田舎の古い家に、10人ほどの男女が共同生活を送っている。やがて、彼らは弁護士の導きで、犯罪の加害者の家族や被害者の家族が、世間との距離を置きながら、寄り合って暮らしていることが判ってくる。身内が巻き込まれたり、拘わってしまった事件から受けるはかり知れないストレスを抱えながら、彼らの日々はひっそりと過ぎていく。
物語は、息子が殺人事件で係争中の家族、幼い娘が殺人の被害者となった夫婦、両親を事件で失った兄弟、そして痴漢の冤罪で実刑を受けた男らをめぐって、静かに進められている。彼ら相互の摩擦もあれば、思い心の病をかかえる者もある。そして、彼らの日常は、無気力な倦怠感に包まれているが、やがて、そんな彼らにかかわろうとする弁護士や怪しいジャーナリストたちとの接触を通じて、再生や破滅が待ち受けるそれぞれの道を見つけていく。
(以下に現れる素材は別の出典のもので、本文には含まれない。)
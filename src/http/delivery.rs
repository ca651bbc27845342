use axum::{
    body::{Body, Bytes},
    http::{header, StatusCode},
    response::Response,
};
use tokio::fs::File;
use tokio::io::AsyncReadExt;
use tracing::{debug, warn};

use crate::error::PipelineError;
use crate::scratch::ScratchGuard;
use crate::video::MergedVideo;

pub(crate) const MERGED_FILE_NAME: &str = "merged_asl.mp4";

const READ_CHUNK: usize = 64 * 1024;

/// Stream a merged video as a download.
///
/// The scratch guard travels inside the body stream, so the file is removed
/// once the body has been sent or the client has gone away.
pub(crate) async fn attachment(
    merged: MergedVideo,
    file_name: &str,
) -> Result<Response, PipelineError> {
    let guard = merged.into_guard();

    let file = File::open(guard.path())
        .await
        .map_err(|e| PipelineError::Unknown(format!("Failed to open merged video: {}", e)))?;
    let length = file.metadata().await.ok().map(|m| m.len());

    let stream = futures::stream::unfold(Some((file, guard)), |state| async move {
        let (mut file, guard) = state?;
        let mut buf = vec![0u8; READ_CHUNK];

        match file.read(&mut buf).await {
            Ok(0) => {
                drop(file);
                finish(guard);
                None
            }
            Ok(n) => {
                buf.truncate(n);
                Some((Ok(Bytes::from(buf)), Some((file, guard))))
            }
            // The guard drops with the state
            Err(e) => Some((Err(e), None)),
        }
    });

    let mut response = Response::builder()
        .status(StatusCode::OK)
        .header(header::CONTENT_TYPE, "video/mp4")
        .header(
            header::CONTENT_DISPOSITION,
            format!("attachment; filename=\"{}\"", file_name),
        );
    if let Some(length) = length {
        response = response.header(header::CONTENT_LENGTH, length);
    }

    response
        .body(Body::from_stream(stream))
        .map_err(|e| PipelineError::Unknown(e.to_string()))
}

fn finish(guard: ScratchGuard) {
    let path = guard.path().display().to_string();
    match guard.release() {
        Ok(()) => debug!("Delivered and released {}", path),
        Err(e) => warn!("Delivered {} but cleanup failed: {}", path, e),
    }
}
use async_trait::async_trait;
use serde::{Deserialize, Serialize};
use std::path::{Path, PathBuf};
use std::sync::atomic::{AtomicUsize, Ordering};
use std::sync::Arc;

use super::codec::{
    ClipInfo, CodecError, FrameDecoder, FrameEncoder, FrameRate, Geometry, VideoCodec, VideoFrame,
};

/// JSON description of a fake clip understood by [`MockCodec`].
///
/// Frame `i` of a clip decodes to the bytes `"<label>:<i>"`.
#[derive(Debug, Clone, Serialize, Deserialize)]
pub struct MockClip {
    pub label: String,
    pub width: u32,
    pub height: u32,
    pub fps: u32,
    pub frames: u64,
    /// Decoding fails when this frame index is reached
    #[serde(default)]
    pub fail_at: Option<u64>,
}

impl MockClip {
    pub fn new(label: &str, frames: u64) -> Self {
        Self {
            label: label.to_string(),
            width: 64,
            height: 48,
            fps: 30,
            frames,
            fail_at: None,
        }
    }

    pub fn with_size(mut self, width: u32, height: u32) -> Self {
        self.width = width;
        self.height = height;
        self
    }

    pub fn failing_at(mut self, frame: u64) -> Self {
        self.fail_at = Some(frame);
        self
    }

    pub fn geometry(&self) -> Geometry {
        Geometry {
            width: self.width,
            height: self.height,
            frame_rate: FrameRate::per_second(self.fps),
        }
    }

    pub fn write(&self, path: impl AsRef<Path>) -> std::io::Result<()> {
        let json = serde_json::to_vec(self)?;
        std::fs::write(path, json)
    }
}

/// Open/close counters shared between a [`MockCodec`] and the test
#[derive(Debug, Default)]
pub struct MockCodecStats {
    pub probes: AtomicUsize,
    pub decoders_opened: AtomicUsize,
    pub decoders_closed: AtomicUsize,
    pub encoders_opened: AtomicUsize,
    pub encoders_finished: AtomicUsize,
    pub encoders_aborted: AtomicUsize,
}

impl MockCodecStats {
    pub fn get(counter: &AtomicUsize) -> usize {
        counter.load(Ordering::SeqCst)
    }
}

/// Codec over [`MockClip`] files. The encoder writes one line per frame.
#[derive(Debug, Clone, Default)]
pub struct MockCodec {
    stats: Arc<MockCodecStats>,
}

impl MockCodec {
    pub fn new() -> Self {
        Self::default()
    }

    pub fn stats(&self) -> Arc<MockCodecStats> {
        Arc::clone(&self.stats)
    }
}

async fn read_clip(path: &Path) -> Result<MockClip, CodecError> {
    let bytes = tokio::fs::read(path).await?;
    serde_json::from_slice(&bytes).map_err(|e| CodecError::decode(path, e.to_string()))
}

#[async_trait]
impl VideoCodec for MockCodec {
    async fn probe(&self, path: &Path) -> Result<ClipInfo, CodecError> {
        self.stats.probes.fetch_add(1, Ordering::SeqCst);
        let clip = read_clip(path).await?;
        Ok(ClipInfo {
            geometry: clip.geometry(),
        })
    }

    async fn open_decoder(
        &self,
        path: &Path,
        _geometry: Geometry,
    ) -> Result<Box<dyn FrameDecoder>, CodecError> {
        let clip = read_clip(path).await?;
        self.stats.decoders_opened.fetch_add(1, Ordering::SeqCst);
        Ok(Box::new(MockDecoder {
            path: path.to_path_buf(),
            clip,
            next: 0,
            stats: Arc::clone(&self.stats),
        }))
    }

    async fn open_encoder(
        &self,
        path: &Path,
        _geometry: Geometry,
    ) -> Result<Box<dyn FrameEncoder>, CodecError> {
        self.stats.encoders_opened.fetch_add(1, Ordering::SeqCst);
        Ok(Box::new(MockEncoder {
            path: path.to_path_buf(),
            lines: Vec::new(),
            stats: Arc::clone(&self.stats),
        }))
    }
}

struct MockDecoder {
    path: PathBuf,
    clip: MockClip,
    next: u64,
    stats: Arc<MockCodecStats>,
}

#[async_trait]
impl FrameDecoder for MockDecoder {
    async fn next_frame(&mut self) -> Result<Option<VideoFrame>, CodecError> {
        if self.clip.fail_at == Some(self.next) {
            return Err(CodecError::decode(&self.path, format!("corrupt frame {}", self.next)));
        }
        if self.next >= self.clip.frames {
            return Ok(None);
        }
        let data = format!("{}:{}", self.clip.label, self.next).into_bytes();
        self.next += 1;
        Ok(Some(VideoFrame { data }))
    }

    async fn close(self: Box<Self>) -> Result<(), CodecError> {
        self.stats.decoders_closed.fetch_add(1, Ordering::SeqCst);
        Ok(())
    }
}

struct MockEncoder {
    path: PathBuf,
    lines: Vec<String>,
    stats: Arc<MockCodecStats>,
}

#[async_trait]
impl FrameEncoder for MockEncoder {
    async fn write_frame(&mut self, frame: &VideoFrame) -> Result<(), CodecError> {
        self.lines.push(String::from_utf8_lossy(&frame.data).into_owned());
        Ok(())
    }

    async fn finish(self: Box<Self>) -> Result<u64, CodecError> {
        let mut body = self.lines.join("\n");
        body.push('\n');
        tokio::fs::write(&self.path, body).await?;
        self.stats.encoders_finished.fetch_add(1, Ordering::SeqCst);
        Ok(self.lines.len() as u64)
    }

    async fn abort(self: Box<Self>) {
        self.stats.encoders_aborted.fetch_add(1, Ordering::SeqCst);
    }
}
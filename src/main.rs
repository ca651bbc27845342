use anyhow::{Context, Result};
use clap::Parser;
use signbridge::{
    create_router, AppState, ClipLibrary, ConcatenationEngine, Config, FfmpegCodec,
    HttpCaptionSource, HttpSpeechRecognizer, HttpTranslator, RouterOptions, ScratchSpace,
    SessionRegistry, Transcriber, TranslationService,
};
use std::sync::Arc;
use std::time::Duration;
use tracing::{info, warn};
use tracing_subscriber::EnvFilter;

#[derive(Parser)]
#[command(name = "signbridge")]
#[command(about = "Speech, translation and sign-language video service")]
struct Args {
    /// Config file (extension optional)
    #[arg(short, long, default_value = "config/signbridge")]
    config: String,

    /// Override the HTTP port from the config file
    #[arg(short, long)]
    port: Option<u16>,
}

#[tokio::main]
async fn main() -> Result<()> {
    let filter = EnvFilter::try_from_default_env().unwrap_or_else(|_| EnvFilter::new("info"));
    tracing_subscriber::fmt().with_env_filter(filter).init();

    let args = Args::parse();

    let mut cfg = Config::load(&args.config)?;
    if let Some(port) = args.port {
        cfg.service.http.port = port;
    }

    info!("{} v{}", cfg.service.name, env!("CARGO_PKG_VERSION"));
    info!("Scratch root: {}", cfg.scratch.root.display());
    info!("Clip library: {}", cfg.assets.clips_dir.display());

    let scratch = Arc::new(ScratchSpace::new(&cfg.scratch.root)?);
    let swept = scratch.sweep();
    if swept > 0 {
        info!("Removed {} scratch files left by a previous run", swept);
    }

    let recognizer = HttpSpeechRecognizer::new(
        &cfg.speech.base_url,
        cfg.speech.api_key.clone(),
        &cfg.speech.model,
        Duration::from_secs(cfg.speech.timeout_secs),
    )
    .context("speech recognizer")?;
    let transcriber = Arc::new(Transcriber::new(Arc::new(recognizer)));
    info!("Speech provider: {}", transcriber.provider());

    let translator = HttpTranslator::new(
        &cfg.translation.base_url,
        cfg.translation.api_key.clone(),
        Duration::from_secs(cfg.translation.timeout_secs),
    )
    .context("translator")?;
    let translator = Arc::new(TranslationService::new(Arc::new(translator)));

    let captions = HttpCaptionSource::new(
        &cfg.captions.base_url,
        Duration::from_secs(cfg.captions.timeout_secs),
    )
    .context("caption source")?;

    if !cfg.assets.clips_dir.is_dir() {
        warn!(
            "Clip directory {} does not exist; every clip request will 404",
            cfg.assets.clips_dir.display()
        );
    }
    let codec = FfmpegCodec::new(&cfg.video.ffmpeg, &cfg.video.ffprobe, &cfg.video.encoder);
    let engine = ConcatenationEngine::new(
        ClipLibrary::new(&cfg.assets.clips_dir),
        Arc::clone(&scratch),
        Arc::new(codec),
        cfg.video.max_concurrent_jobs,
    );

    let sessions = SessionRegistry::new(
        cfg.live.session_config(),
        Arc::clone(&transcriber),
        Arc::clone(&scratch),
    )
    .with_translator(Arc::clone(&translator));

    let state = AppState::new(
        scratch,
        transcriber,
        translator,
        sessions,
        Arc::new(engine),
        Arc::new(captions),
    );

    let options = RouterOptions {
        allowed_origins: cfg.service.cors.allowed_origins.clone(),
        max_concurrent_requests: cfg.service.http.max_concurrent_requests,
        max_upload_bytes: cfg.service.http.max_upload_bytes,
    };
    let app = create_router(state, &options);

    let address = cfg.bind_address();
    let listener = tokio::net::TcpListener::bind(&address)
        .await
        .with_context(|| format!("binding {}", address))?;
    info!("HTTP server listening on {}", address);

    axum::serve(listener, app)
        .with_graceful_shutdown(shutdown_signal())
        .await?;

    info!("Shut down");
    Ok(())
}

async fn shutdown_signal() {
    if let Err(e) = tokio::signal::ctrl_c().await {
        warn!("Cannot listen for ctrl-c: {}", e);
        std::future::pending::<()>().await;
    }
    info!("Shutdown requested");
}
暗く、静かな舞台は、観客に目を凝らさせ、耳をすまさせる狙いがあるのだろうか。そういえば、夏という設定を共有させるためか、劇場内の室温がかなり高く設定してあるように思えた。
行き場のない物語をクライマックスに導く脚本はなかなかで、2時間20分という上演時間も、さほど長いと感じなかった。寺十吾は、なるほどうまい役者だが、アンサンブルを大切にした演出なのか、出番はほぼ均等で、彼ひとりが前面に出てくる場面は意外と少ない。猫田は、〝散歩する侵略者〟のときも感じたが、得体の知れない雰囲気を漂わせる面白い役者だ。
犯罪の加害者の家族、被害者の家族をめぐる問題は、法制なども含めて、非常に社会性を孕んだもので、人それぞれに複雑な思いに囚われるテーマだが、それを非常に冷静な目で見つめるあたりに、この芝居の懐の深さのようなものを感じた。